甘いスイカと清らかな第九

兵庫県宍粟市での第九演奏会が終わって、1週間が経とうとしています。昨年は30年ぶりの第九復活。そして今年は結成40周年の節目とともに、2年連続の第九ということで、張り切って稽古や準備に勤しんできました。2回目は初回よりも難しいもの。演奏面でもそうですが、特に運営は気を抜けません。しかし、宍粟らしく参加者が一丸となった準備が功を奏し、大成功させることができました。

合唱団の顔ぶれは、昨年から引き続いてのお馴染みさんに、県外からの参加者や高校生などのニューフェイスが加わりましたが、宍粟っぽいアットホームな雰囲気は健在。前日のリハーサルでホールに集まった時、久しぶりに全員が顔をそろえたところを見たのですが、2年目ともなると顔つきが変わるということを強く実感しました。私服で立っていても、なんかこうステージの顔というか、西洋の音楽が体に染みついた顔というか、それだけでも説得力があります。

実際に声を出してリハーサルをしてみて納得。声のまとまりや滑らかさが昨年とは大違い。常任の土田景介さんの指導がいいのはもちろんでしょうけれど、それを受け止めて実践するそれぞれの力も、どんどん磨かれている証拠だと思います。

当日も午前中に一度だけ合わせをし、残りの時間は終演後の交歓会の準備など、それぞれの役割を進めながら、和気あいあいと過ごしていました。なんとも楽しそうな様子は、町のお祭りの準備に通じるものがあります。毎年、手作りの料理が楽屋に振舞われる宍粟ですが、今回は私が体調不良のため、おかゆと果物のみに。そのおかゆの美味しいこと。それに、朝採ってきたばかりのスイカは、皮の白いところまで甘かったです。

こうした和やかなムードも、本番が始まるとたちまち音楽会の空気に。お盆明けの田舎のホールですから、多少空気が緩むのはご愛敬と覚悟していましたが、エレクトーン独奏の間も、会場が一体となった集中力で聴いてくれました。それがはじけたのは、第1部の最後。今年は男性ソリストとテノール歌手でもある指揮者の3人に歌ってもらった時の熱気と言ったら!

やはり歌ってすごいですね。私が必死で60分演奏した後、たった3分歌ってもらっただけで、拍手はそれまでの3倍くらい大きくなり、やっと目が覚めたという感じの盛り上がり方でした。

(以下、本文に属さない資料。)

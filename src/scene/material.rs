// src/scene/material.rs
//! Surface descriptions for the three drawables.

use crate::math::Rgb;

/// Which faces a material draws.
#[derive(Debug, Clone, Copy, PartialEq, Eq)]
pub enum Side {
    Front,
    Back,
}

impl Side {
    pub fn cull_mode(self) -> wgpu::Face {
        match self {
            Side::Front => wgpu::Face::Back,
            Side::Back => wgpu::Face::Front,
        }
    }
}

/// Metallic-roughness PBR surface for the opaque heart.
#[derive(Debug, Clone, PartialEq)]
pub struct StandardMaterial {
    pub color: Rgb,
    pub emissive: Rgb,
    pub emissive_intensity: f32,
    pub metalness: f32,
    pub roughness: f32,
    pub side: Side,
}

impl Default for StandardMaterial {
    fn default() -> Self {
        Self {
            color: Rgb(0xff6b9d),
            emissive: Rgb(0xff1744),
            emissive_intensity: 0.4,
            metalness: 0.3,
            roughness: 0.2,
            side: Side::Front,
        }
    }
}

/// Unlit translucent surface for the glow shell.
#[derive(Debug, Clone, PartialEq)]
pub struct GlowMaterial {
    pub color: Rgb,
    pub opacity: f32,
    pub side: Side,
}

impl Default for GlowMaterial {
    fn default() -> Self {
        Self { color: Rgb(0xff6b9d), opacity: 0.3, side: Side::Back }
    }
}

/// Additive sprites for the particle shell.
#[derive(Debug, Clone, PartialEq)]
pub struct PointsMaterial {
    pub color: Rgb,
    /// Sprite edge length in world units.
    pub size: f32,
    pub opacity: f32,
    /// Shrink sprites with distance like any other world-space geometry.
    pub size_attenuation: bool,
}

impl Default for PointsMaterial {
    fn default() -> Self {
        Self { color: Rgb(0xff6b9d), size: 0.05, opacity: 0.6, size_attenuation: true }
    }
}
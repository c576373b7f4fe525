// src/math/color.rs
//! sRGB hex colors and their linear-light equivalents.

use glam::{Vec3, Vec4};

/// An sRGB color authored as a hex triplet (e.g. `0xff6b9d`).
#[derive(Debug, Clone, Copy, PartialEq, Eq)]
pub struct Rgb(pub u32);

impl Rgb {
    pub const WHITE: Rgb = Rgb(0xffffff);

    /// Gamma-encoded channels in [0, 1].
    pub fn srgb(self) -> Vec3 {
        let r = ((self.0 >> 16) & 0xff) as f32 / 255.0;
        let g = ((self.0 >> 8) & 0xff) as f32 / 255.0;
        let b = (self.0 & 0xff) as f32 / 255.0;
        Vec3::new(r, g, b)
    }

    /// Linear-light channels, for lighting math and sRGB render targets.
    pub fn linear(self) -> Vec3 {
        let c = self.srgb();
        Vec3::new(srgb_to_linear(c.x), srgb_to_linear(c.y), srgb_to_linear(c.z))
    }

    /// Linear color scaled by `intensity`, with `w` left for the caller.
    pub fn scaled(self, intensity: f32, w: f32) -> Vec4 {
        (self.linear() * intensity).extend(w)
    }

    pub fn to_wgpu(self) -> wgpu::Color {
        let c = self.linear();
        wgpu::Color { r: c.x as f64, g: c.y as f64, b: c.z as f64, a: 1.0 }
    }

    pub fn to_egui(self) -> egui::Color32 {
        let [r, g, b] = [(self.0 >> 16) as u8, (self.0 >> 8) as u8, self.0 as u8];
        egui::Color32::from_rgb(r, g, b)
    }
}

#[inline]
pub fn srgb_to_linear(c: f32) -> f32 {
    if c <= 0.04045 {
        c / 12.92
    } else {
        ((c + 0.055) / 1.055).powf(2.4)
    }
}
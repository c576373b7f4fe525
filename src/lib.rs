// src/lib.rs
//! Animated 3D heart viewer library.
//!
//! Builds an extruded, beveled heart solid, a spherical shell of particles
//! and a small light rig, and renders them with wgpu behind a mount gate
//! that shows a placeholder until the GPU scene is ready.

pub mod app;
pub mod camera;
pub mod config;
pub mod math;
pub mod mount;
pub mod renderer;
pub mod scene;
pub mod ui;
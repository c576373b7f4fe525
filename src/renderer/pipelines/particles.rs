// src/renderer/pipelines/particles.rs
use super::base::{multisample, quad_vertex_buffer, quad_vertex_layout, scene_shader, SceneLayouts, DEPTH_FORMAT};

/// Instanced square sprites, one instance per particle position.
pub struct ParticlePipeline {
    pub pipeline: wgpu::RenderPipeline,
    pub quad_vb: wgpu::Buffer,
}

/// Per-instance layout: a bare `[f32; 3]` position.
pub fn instance_layout() -> wgpu::VertexBufferLayout<'static> {
    wgpu::VertexBufferLayout {
        array_stride: std::mem::size_of::<[f32; 3]>() as wgpu::BufferAddress,
        step_mode: wgpu::VertexStepMode::Instance,
        attributes: &[wgpu::VertexAttribute {
            offset: 0,
            shader_location: 1,
            format: wgpu::VertexFormat::Float32x3,
        }],
    }
}

impl ParticlePipeline {
    pub fn new(
        device: &wgpu::Device,
        layouts: &SceneLayouts,
        color_fmt: wgpu::TextureFormat,
        sample_count: u32,
    ) -> Self {
        let shader = scene_shader(device, "Particles WGSL", PARTICLES_WGSL);
        let quad_vb = quad_vertex_buffer(device);

        let pipeline_layout = device.create_pipeline_layout(&wgpu::PipelineLayoutDescriptor {
            label: Some("Particles PL"),
            bind_group_layouts: &[&layouts.frame, &layouts.object],
            push_constant_ranges: &[],
        });

        let pipeline = device.create_render_pipeline(&wgpu::RenderPipelineDescriptor {
            label: Some("Particles Pipeline"),
            layout: Some(&pipeline_layout),
            vertex: wgpu::VertexState {
                module: &shader,
                entry_point: "vs_main",
                buffers: &[quad_vertex_layout(), instance_layout()],
                compilation_options: wgpu::PipelineCompilationOptions::default(),
            },
            fragment: Some(wgpu::FragmentState {
                module: &shader,
                entry_point: "fs_main",
                targets: &[Some(wgpu::ColorTargetState {
                    format: color_fmt,
                    // Additive: overlapping sprites brighten.
                    blend: Some(wgpu::BlendState {
                        color: wgpu::BlendComponent {
                            src_factor: wgpu::BlendFactor::SrcAlpha,
                            dst_factor: wgpu::BlendFactor::One,
                            operation: wgpu::BlendOperation::Add,
                        },
                        alpha: wgpu::BlendComponent {
                            src_factor: wgpu::BlendFactor::One,
                            dst_factor: wgpu::BlendFactor::One,
                            operation: wgpu::BlendOperation::Add,
                        },
                    }),
                    write_mask: wgpu::ColorWrites::ALL,
                })],
                compilation_options: wgpu::PipelineCompilationOptions::default(),
            }),
            primitive: wgpu::PrimitiveState {
                topology: wgpu::PrimitiveTopology::TriangleList,
                cull_mode: None,
                ..Default::default()
            },
            depth_stencil: Some(wgpu::DepthStencilState {
                format: DEPTH_FORMAT,
                depth_write_enabled: false,
                depth_compare: wgpu::CompareFunction::LessEqual,
                stencil: wgpu::StencilState::default(),
                bias: wgpu::DepthBiasState::default(),
            }),
            multisample: multisample(sample_count),
            multiview: None,
        });

        Self { pipeline, quad_vb }
    }

    pub fn draw<'a>(
        &'a self,
        rpass: &mut wgpu::RenderPass<'a>,
        instances: &'a wgpu::Buffer,
        count: u32,
    ) {
        rpass.set_pipeline(&self.pipeline);
        rpass.set_vertex_buffer(0, self.quad_vb.slice(..));
        rpass.set_vertex_buffer(1, instances.slice(..));
        rpass.draw(0..6, 0..count);
    }
}

pub const PARTICLES_WGSL: &str = r#"
struct VSIn {
    @location(0) corner: vec2<f32>,
    @location(1) center: vec3<f32>,
};

struct VSOut {
    @builtin(position) clip: vec4<f32>,
    @location(0) view_depth: f32,
};

@vertex
fn vs_main(in: VSIn) -> VSOut {
    let view_pos = F.view * O.model * vec4<f32>(in.center, 1.0);
    let depth = max(-view_pos.z, 1e-4);

    // Sprite edge in pixels; attenuated sprites scale with half the
    // viewport height over depth.
    var size_px = O.params.z;
    if (O.params.w > 0.5) {
        size_px = O.params.z * (0.5 * F.viewport.y) / depth;
    }

    var clip = F.proj * view_pos;
    let half_ndc = 0.5 * size_px * 2.0 / F.viewport.xy;
    clip = vec4<f32>(clip.xy + in.corner * half_ndc * clip.w, clip.zw);

    var out: VSOut;
    out.clip = clip;
    out.view_depth = depth;
    return out;
}

@fragment
fn fs_main(in: VSOut) -> @location(0) vec4<f32> {
    let color = apply_fog(tone_map(O.color.rgb), in.view_depth);
    return vec4<f32>(color, O.color.a);
}
"#;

でも、これも織り込み済み。最後はこのように盛り上がるとわかっているから、複雑だったり繊細だったりするクラシック作品を気兼ねなく並べることができましたし、お客様には緊張から解放まで幅広い気分を楽しんでもらえました。続く第九への効果もよかったと思います。

本番後の交歓会では、伝統芸能や餅つきも披露され、たいへんくつろいだ雰囲気でした。合唱団を代表して何人かの団員がスピーチをしましたが、それがとても印象に残りました。第九を歌う意味や目的はひとそれぞれ。でも、ひとりひとりにドラマがあって、譜読みから本番までの道のりから得たものをしみじみと味わっていることがわかりました。初参加の高校生のスピーチも素晴らしく、若者の心の逞しさに大きな希望を感じました。

さあ、来年も力を合わせて成功させましょうと、気持ちをひとつにしてお開きになった今年の宍粟第九。この熱いドラマはまだまだ続きます。